Pendant 75 ans, notre Cour suprême a donc été le plus mauvais élève de l’Empire britannique, ce qui n'a jamais dérangé personne au Canada anglais.

Sur le plan purement constitutionnel, les origines de la Cour suprême sont si modestes qu’elle aurait pu ne jamais exister du tout. À la Conférence de Québec, en octobre 1864, les pères fondateurs n’avaient pu, faute de temps, aborder ce sujet considéré peu urgent, de sorte qu’ils éludèrent la question par une résolution donnant entière discrétion au Parlement fédéral de créer, sans en déterminer le moment, une « cour générale d’appel » pour le Canada.

Puis, lors des débats parlementaires sur la Confédération, en février et mars 1865, la création d’une Cour suprême pour le Canada suscita si peu d’intérêt que les parlementaires consacrèrent douze fois plus de temps à discuter de la simple question du chemin de fer.

Compte tenu qu’il existait déjà un recours constitutionnel de dernière instance au Comité judiciaire du Conseil privé de Sa Majesté à Londres, peu de parlementaires voyaient de l’intérêt à former une « cour générale d’appel » pour le Canada.

Au Conseil législatif du Canada-Uni, il n’y eut qu’un seul conseiller, James G. Currie, à furtivement aborder la question. À l’Assemblée législative du Canada-Uni, à l’exception de quelques mots de John A. Macdonald au cours de sa présentation générale, aucun député de langue anglaise ne souleva la moindre question au sujet de notre future Cour suprême. Donc, ni intérêt ni inquiétude de ce côté-là.

Par contre, parmi la députation du Bas-Canada, trois élus de langue française soulevèrent quelques questions sur cette énigmatique « cour générale d’appel » pour le Canada. Le premier à se manifester fut Joseph Cauchon, député conservateur de Montmorency et ami personnel de George-Étienne Cartier. Il tenta, sans trop de succès, d’en savoir un peu plus sur cette institution incertaine et mal définie.

D’ailleurs, lorsqu’il aborda le sujet, aucun « père de la confédération » ne mit quelque empressement à lui répondre. Ils avaient bien peu de choses à dire sur ce sujet plutôt hypothétique. Toutefois, George-Étienne Cartier, qui n’avait pas grand’chose à dire non plus, se leva pour lui répondre bien poliment qu’il ignorait tout du moment où une telle cour serait créée, ajoutant qu’il en ignorait jusqu’à sa composition et attributions.

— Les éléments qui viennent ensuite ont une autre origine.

//! Headless renderer that keeps a box model and a command log.
//!
//! Hosts that draw out of process (the FFI layer) drain the command log each
//! frame; tests inspect both the log and the box model.

use super::{ExitTransition, NotePatch, RenderedBox, Renderer, TransientVisual};
use crate::model::geometry::Point;
use crate::model::note::{Note, NoteId, MIN_NOTE_HEIGHT};
use std::collections::BTreeMap;

/// Height assumed for a collapsed (content-sized) note.
pub const COLLAPSED_HEIGHT: i32 = 48;

/// One instruction for an external visual layer.
#[derive(Debug, Clone, PartialEq)]
pub enum RenderCommand {
    Render { handle: u64, note: Note },
    Reflect { handle: u64, patch: NotePatch },
    Visual { handle: u64, visual: TransientVisual },
    Remove { handle: u64, exit: ExitTransition },
}

/// Box model of one rendered note.
#[derive(Debug, Clone, PartialEq)]
pub struct RenderedNote {
    pub note_id: NoteId,
    pub top: i32,
    pub left: i32,
    pub width: i32,
    /// Explicit height; ignored while collapsed.
    pub height: i32,
    pub min_height: Option<i32>,
    pub collapsed: bool,
    pub z_index: i64,
    pub visual: TransientVisual,
}

impl RenderedNote {
    fn effective_height(&self) -> i32 {
        if self.collapsed {
            COLLAPSED_HEIGHT
        } else {
            self.height.max(self.min_height.unwrap_or(0))
        }
    }
}

#[derive(Debug, Default)]
pub struct RecordingRenderer {
    next_handle: u64,
    boxes: BTreeMap<u64, RenderedNote>,
    exiting: BTreeMap<u64, RenderedNote>,
    commands: Vec<RenderCommand>,
}

impl RecordingRenderer {
    pub fn new() -> Self {
        Self::default()
    }

    /// Returns and clears the recorded commands.
    pub fn drain_commands(&mut self) -> Vec<RenderCommand> {
        std::mem::take(&mut self.commands)
    }

    pub fn commands(&self) -> &[RenderCommand] {
        &self.commands
    }

    pub fn rendered(&self, handle: u64) -> Option<&RenderedNote> {
        self.boxes.get(&handle)
    }

    /// Notes still playing their exit animation.
    pub fn exiting_count(&self) -> usize {
        self.exiting.len()
    }

    /// Detaches every note whose exit animation has finished.
    pub fn complete_exit_animations(&mut self) {
        self.exiting.clear();
    }
}

impl Renderer for RecordingRenderer {
    type Handle = u64;

    fn render(&mut self, note: &Note) -> u64 {
        self.next_handle += 1;
        let handle = self.next_handle;
        self.boxes.insert(
            handle,
            RenderedNote {
                note_id: note.id,
                top: note.top,
                left: note.left,
                width: note.width,
                height: note.height,
                min_height: Some(MIN_NOTE_HEIGHT),
                collapsed: note.minimized,
                z_index: note.z_index,
                visual: TransientVisual::RESTING,
            },
        );
        self.commands.push(RenderCommand::Render {
            handle,
            note: note.clone(),
        });
        handle
    }

    fn reflect(&mut self, handle: &u64, patch: &NotePatch) {
        let Some(rendered) = self.boxes.get_mut(handle) else {
            return;
        };
        match *patch {
            NotePatch::Position { top, left } => {
                rendered.top = top;
                rendered.left = left;
            }
            NotePatch::Size { width, height } => {
                rendered.width = width;
                rendered.height = height;
            }
            NotePatch::ZIndex(z_index) => rendered.z_index = z_index,
            NotePatch::Color(_) | NotePatch::Pinned(_) => {}
            NotePatch::Collapse => {
                rendered.collapsed = true;
                rendered.min_height = None;
            }
            NotePatch::Expand { height, min_height } => {
                rendered.collapsed = false;
                rendered.height = height;
                rendered.min_height = min_height;
            }
        }
        self.commands.push(RenderCommand::Reflect {
            handle: *handle,
            patch: patch.clone(),
        });
    }

    fn bounding_center(&self, handle: &u64) -> Option<Point> {
        let rendered = self.boxes.get(handle)?;
        Some(Point::new(
            f64::from(rendered.left) + f64::from(rendered.width) / 2.0,
            f64::from(rendered.top) + f64::from(rendered.effective_height()) / 2.0,
        ))
    }

    fn measure(&self, handle: &u64) -> Option<RenderedBox> {
        let rendered = self.boxes.get(handle)?;
        Some(RenderedBox {
            width: rendered.width,
            height: rendered.height,
            min_height: rendered.min_height,
        })
    }

    fn remove(&mut self, handle: &u64, exit: ExitTransition) {
        if let Some(rendered) = self.boxes.remove(handle) {
            if exit == ExitTransition::Animated {
                self.exiting.insert(*handle, rendered);
            }
        }
        self.commands.push(RenderCommand::Remove {
            handle: *handle,
            exit,
        });
    }

    fn apply_transient_visual(&mut self, handle: &u64, visual: &TransientVisual) {
        if let Some(rendered) = self.boxes.get_mut(handle) {
            rendered.visual = *visual;
        }
        self.commands.push(RenderCommand::Visual {
            handle: *handle,
            visual: *visual,
        });
    }
}

#[cfg(test)]
mod tests {
    use super::{RecordingRenderer, COLLAPSED_HEIGHT};
    use crate::model::note::{Note, NoteColor};
    use crate::render::{ExitTransition, NotePatch, Renderer};
    use uuid::Uuid;

    #[test]
    fn center_tracks_position_and_collapse() {
        let mut renderer = RecordingRenderer::new();
        let note = Note::new(Uuid::new_v4(), 100, 200, NoteColor::Mint, 2);
        let handle = renderer.render(&note);

        let center = renderer.bounding_center(&handle).unwrap();
        assert_eq!((center.x, center.y), (320.0, 175.0));

        renderer.reflect(&handle, &NotePatch::Collapse);
        let center = renderer.bounding_center(&handle).unwrap();
        assert_eq!(center.y, 100.0 + f64::from(COLLAPSED_HEIGHT) / 2.0);
    }

    #[test]
    fn measure_reports_explicit_height_under_min_height() {
        let mut renderer = RecordingRenderer::new();
        let note = Note::new(Uuid::new_v4(), 0, 0, NoteColor::Mint, 2);
        let handle = renderer.render(&note);
        renderer.reflect(
            &handle,
            &NotePatch::Size {
                width: 240,
                height: 80,
            },
        );

        let measured = renderer.measure(&handle).unwrap();
        assert_eq!(measured.height, 80);
        assert_eq!(measured.min_height, Some(110));
        let center = renderer.bounding_center(&handle).unwrap();
        assert_eq!(center.y, 55.0);
    }

    #[test]
    fn animated_removal_lingers_until_completed() {
        let mut renderer = RecordingRenderer::new();
        let note = Note::new(Uuid::new_v4(), 0, 0, NoteColor::Mint, 2);
        let handle = renderer.render(&note);

        renderer.remove(&handle, ExitTransition::Animated);
        assert!(renderer.bounding_center(&handle).is_none());
        assert_eq!(renderer.exiting_count(), 1);

        renderer.complete_exit_animations();
        assert_eq!(renderer.exiting_count(), 0);
    }
}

Mais il ne manqua pas de le rassurer en précisant qu’il ne s’agissait là que d’un projet et que les justiciables du Bas-Canada n’avaient aucune raison de s’en inquiéter, compte tenu que la Confédération ne modifierait en rien leur recours constitutionnel de dernière instance auprès du Comité judiciaire du Conseil privé de Sa Majesté, qui agissait un peu comme un tribunal international au sein de l’Empire britannique.

Bref, l’avenir de cette Cour suprême pour le Canada demeurait incertain, tandis que celui du Comité judiciaire du Conseil privé leur était garanti, tribunal constitutionnel de dernière instance dont la réputation n’était plus à faire.

Pour y voir clair sur les origines exactes de cette institution alors incertaine – mais devenue toute puissante par la suite ! – le lecteur pourra, ci-dessous, prendre connaissance de tout de ce qui s’est dit sur cette future Cour suprême lors de Débats parlementaires sur la Confédération en février et mars 1865.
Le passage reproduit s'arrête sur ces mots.